Pure Text-Based Machine Learning
For the sake of the experiment I have turned off the impact the semantic network has on the map rendering process and only use classical text-clustering techniques (see attachments for larger versions):
Like in the rendering above we can recognize easily large regions dominated by the terms MapReduce, Hadoop, Google and cloud computing. This and also their relative placement make sense. Albeit only somehow, and only if you already understand what is going on in terms of MapReduce.
Additionally we also see that several inflationary terms crept in: data, map, reduce, import or job. Not surprising, given that MapReduce is revolving around these concepts. But also more unrelated terms such as comment, blog or views will become more frequent, especially when the content is harvested from the web.

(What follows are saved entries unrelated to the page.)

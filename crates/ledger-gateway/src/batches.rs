//! Batch submission tracking.
//!
//! This processor has no separate consensus/commit phase — [`apply`]
//! either lands immediately or fails immediately — so `COMMITTED` and
//! `INVALID` are the only statuses a batch ever actually reaches.
//! `PENDING`/`UNKNOWN` are kept in the status enum because they are part
//! of the external contract the CLI's poller is written against; an
//! out-of-process deployment with a real queue would use them.

use std::collections::HashMap;

use parking_lot::Mutex;
use serde::{Deserialize, Serialize};

/// Terminal or transient status of a submitted batch.
#[derive(Debug, Clone, Copy, PartialEq, Eq, Serialize, Deserialize)]
#[serde(rename_all = "UPPERCASE")]
pub enum BatchStatus {
    /// Submitted but not yet processed.
    Pending,
    /// Applied to the ledger.
    Committed,
    /// Rejected by a validation rule.
    Invalid,
    /// No record of this batch id.
    Unknown,
}

/// In-memory batch id -> status table.
#[derive(Debug, Default)]
pub struct BatchTracker {
    statuses: Mutex<HashMap<String, BatchStatus>>,
}

impl BatchTracker {
    /// Create an empty tracker.
    #[must_use]
    pub fn new() -> Self {
        Self::default()
    }

    /// Record a batch's terminal status.
    pub fn record(&self, batch_id: String, status: BatchStatus) {
        self.statuses.lock().insert(batch_id, status);
    }

    /// Look up a batch's status, defaulting to [`BatchStatus::Unknown`].
    #[must_use]
    pub fn status(&self, batch_id: &str) -> BatchStatus {
        self.statuses
            .lock()
            .get(batch_id)
            .copied()
            .unwrap_or(BatchStatus::Unknown)
    }
}

#[cfg(test)]
mod tests {
    use super::*;

    #[test]
    fn unknown_batch_reports_unknown() {
        let tracker = BatchTracker::new();
        assert_eq!(tracker.status("no-such-id"), BatchStatus::Unknown);
    }

    #[test]
    fn recorded_batch_reports_its_status() {
        let tracker = BatchTracker::new();
        tracker.record("abc".into(), BatchStatus::Committed);
        assert_eq!(tracker.status("abc"), BatchStatus::Committed);
    }
}
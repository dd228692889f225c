//! Error taxonomy for the CLI's submission client, matching
//! `cli/common/exceptions.py`'s `DaException` catch-all in spirit but
//! split into a `thiserror` enum per the teacher's convention.

use thiserror::Error;

/// Everything that can go wrong submitting or polling a batch.
#[derive(Debug, Error)]
pub enum CliError {
    /// The HTTP call to the gateway itself failed (connection, timeout, ...).
    #[error("failed to reach gateway: {0}")]
    Transport(#[from] reqwest::Error),
    /// The gateway rejected the submitted transaction.
    #[error("batch invalid: {0}")]
    Invalid(String),
    /// Status stayed `PENDING`/`UNKNOWN` past the retry budget.
    #[error("batch {batch_id} still {status} after {retries} retries")]
    NotSettled {
        /// Submitted batch id.
        batch_id: String,
        /// Last observed status string.
        status: String,
        /// Retries spent.
        retries: u32,
    },
    /// The gateway's response body didn't decode as expected.
    #[error("malformed gateway response: {0}")]
    Decode(#[from] serde_json::Error),
}
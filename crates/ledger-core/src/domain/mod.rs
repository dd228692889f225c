//! # Domain Layer
//!
//! Pure business logic: the validation predicates shared by every
//! operation handler. No I/O, no state-store access — callers pass in
//! already-fetched entities.

pub mod rules;

pub use rules::*;
// tests/test_batch.rs — Integration tests for the batch dispatcher.
//
// These run the real dispatcher against real files in a scratch directory,
// using the CPU backend so no GPU is needed. The GPU backend goes through
// the identical `Blur` seam and is validated against the CPU reference in
// src/gpu/blur.rs.

use std::env;
use std::fs;
use std::path::{Path, PathBuf};

use smudge::batch::{self, BatchConfig, BatchSummary};
use smudge::blur::CpuBlur;

/// Fresh scratch directory under the system temp dir, unique per test
/// name and process so parallel test runs don't collide.
fn scratch_dir(name: &str) -> PathBuf {
    let dir = env::temp_dir().join(format!("smudge-batch-{name}-{}", std::process::id()));
    let _ = fs::remove_dir_all(&dir);
    fs::create_dir_all(&dir).unwrap();
    dir
}

/// Write a small valid grayscale image at `path` (format from extension).
fn write_test_image(path: &Path, w: u32, h: u32) {
    let pixels: Vec<u8> = (0..w * h).map(|i| (i % 256) as u8).collect();
    image::GrayImage::from_raw(w, h, pixels).unwrap().save(path).unwrap();
}

#[test]
fn run_processes_valid_images() {
    let root = scratch_dir("valid");
    let input = root.join("in");
    let output = root.join("out");
    fs::create_dir_all(&input).unwrap();

    write_test_image(&input.join("a.png"), 20, 15);
    write_test_image(&input.join("b.bmp"), 8, 8);

    let config = BatchConfig { input_dir: input, output_dir: output.clone() };
    let summary = batch::run(&CpuBlur, &config).unwrap();

    assert_eq!(summary, BatchSummary { processed: 2, skipped: 0 });
    assert!(output.join("a.jpg").exists());
    assert!(output.join("b.jpg").exists());

    fs::remove_dir_all(&root).unwrap();
}

#[test]
fn run_creates_missing_output_directory() {
    let root = scratch_dir("mkdir");
    let input = root.join("in");
    fs::create_dir_all(&input).unwrap();
    write_test_image(&input.join("only.png"), 10, 10);

    // Two levels deep, neither exists yet.
    let output = root.join("deep").join("out");
    let config = BatchConfig { input_dir: input, output_dir: output.clone() };
    batch::run(&CpuBlur, &config).unwrap();
    assert!(output.join("only.jpg").exists());

    fs::remove_dir_all(&root).unwrap();
}

#[test]
fn run_skips_corrupt_file_and_continues() {
    // A zero-byte bad.jpg passes the extension filter but fails to decode.
    // The run must skip it, still process good.png, and return Ok.
    let root = scratch_dir("corrupt");
    let input = root.join("in");
    let output = root.join("out");
    fs::create_dir_all(&input).unwrap();

    fs::write(input.join("bad.jpg"), b"").unwrap();
    write_test_image(&input.join("good.png"), 12, 12);

    let config = BatchConfig { input_dir: input, output_dir: output.clone() };
    let summary = batch::run(&CpuBlur, &config).unwrap();

    assert_eq!(summary, BatchSummary { processed: 1, skipped: 1 });
    assert!(output.join("good.jpg").exists());
    assert!(!output.join("bad.jpg").exists());

    fs::remove_dir_all(&root).unwrap();
}

#[test]
fn run_ignores_non_image_files() {
    let root = scratch_dir("filter");
    let input = root.join("in");
    let output = root.join("out");
    fs::create_dir_all(&input).unwrap();

    write_test_image(&input.join("photo.png"), 6, 6);
    fs::write(input.join("notes.txt"), b"not an image").unwrap();
    fs::write(input.join("noextension"), b"also not").unwrap();

    let config = BatchConfig { input_dir: input, output_dir: output.clone() };
    let summary = batch::run(&CpuBlur, &config).unwrap();

    // The .txt and extensionless files never reach the decoder, so they
    // are neither processed nor counted as skipped.
    assert_eq!(summary, BatchSummary { processed: 1, skipped: 0 });
    assert!(!output.join("notes.jpg").exists());

    fs::remove_dir_all(&root).unwrap();
}

#[test]
fn uppercase_extension_is_accepted_and_renamed() {
    let root = scratch_dir("upper");
    let input = root.join("in");
    let output = root.join("out");
    fs::create_dir_all(&input).unwrap();

    // PNG content under an uppercase extension: the filter is on the name,
    // the decoder sniffs the content.
    write_test_image(&input.join("photo.PNG"), 9, 9);

    let config = BatchConfig { input_dir: input, output_dir: output.clone() };
    let summary = batch::run(&CpuBlur, &config).unwrap();

    assert_eq!(summary.processed, 1);
    assert!(output.join("photo.jpg").exists(), "output extension must be lowercase .jpg");

    fs::remove_dir_all(&root).unwrap();
}

#[test]
fn reruns_are_bit_identical() {
    // No randomness anywhere: running the batch twice over the same input
    // must produce byte-identical output files.
    let root = scratch_dir("determinism");
    let input = root.join("in");
    let output = root.join("out");
    fs::create_dir_all(&input).unwrap();
    write_test_image(&input.join("scene.png"), 33, 21);

    let config = BatchConfig { input_dir: input, output_dir: output.clone() };

    batch::run(&CpuBlur, &config).unwrap();
    let first = fs::read(output.join("scene.jpg")).unwrap();

    batch::run(&CpuBlur, &config).unwrap();
    let second = fs::read(output.join("scene.jpg")).unwrap();

    assert_eq!(first, second);

    fs::remove_dir_all(&root).unwrap();
}

#[test]
fn run_fails_on_missing_input_directory() {
    let root = scratch_dir("noinput");
    let config = BatchConfig {
        input_dir: root.join("does-not-exist"),
        output_dir: root.join("out"),
    };
    let err = batch::run(&CpuBlur, &config).unwrap_err();
    let msg = err.to_string();
    assert!(msg.contains("input directory"), "unexpected error: {msg}");

    fs::remove_dir_all(&root).unwrap();
}

#[test]
fn output_content_matches_direct_blur() {
    // process_one's pipeline (decode → blur → quantize → JPEG) must write
    // exactly what blurring the decoded image directly would produce.
    // JPEG is lossy, so compare by decoding the output and checking it is
    // close to the quantized blur of the input.
    let root = scratch_dir("content");
    let input = root.join("in");
    let output = root.join("out");
    fs::create_dir_all(&input).unwrap();

    let path = input.join("flat.png");
    image::GrayImage::from_raw(16, 16, vec![180u8; 256]).unwrap().save(&path).unwrap();

    let config = BatchConfig { input_dir: input, output_dir: output.clone() };
    batch::run(&CpuBlur, &config).unwrap();

    let written = smudge::io::load_grayscale(&output.join("flat.jpg")).unwrap();
    // Interior of a flat 180 image stays 180 through the blur; JPEG may
    // wobble it by a couple of levels.
    let center = written.get(8, 8) as i32;
    assert!((center - 180).abs() <= 2, "center = {center}");

    // Corner is attenuated to 180 * 9/16 = 101 before encoding. The
    // border gradient sits inside one DCT block, so allow JPEG ringing.
    let corner = written.get(0, 0) as i32;
    assert!((corner - 101).abs() <= 10, "corner = {corner}, expected ~101");

    fs::remove_dir_all(&root).unwrap();
}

With this democratic way of treating words equally, the map is also taken hostage by the majority terms, resulting in a more confusing, noisy picture. Consequently, these maps have given a rather non-conclusive impression in the past.
This effect we need to overcome.
To counter the word noise I now use the semantic network. Interestingly, alone the existence of the proper topic nodes and their labels provides enough crystalisation points for a distinct aggregation.
To proof this point, I have varied the Topic Maps impact from 0.00 (only text) to 0.50 (very strong influence from the topic map) and have attached the images below. As you can see, aggregation is already strong at very low semantic impact levels. And if you overdo it, you simply enlarge the dominant areas, loosing interesting details.
The Gentle Tap Onto the Forehead
What that means in partice is - I am inclined to believe - that you do not need a sophisticated and deep ontology. Perfect for Topic Maps and SKOS.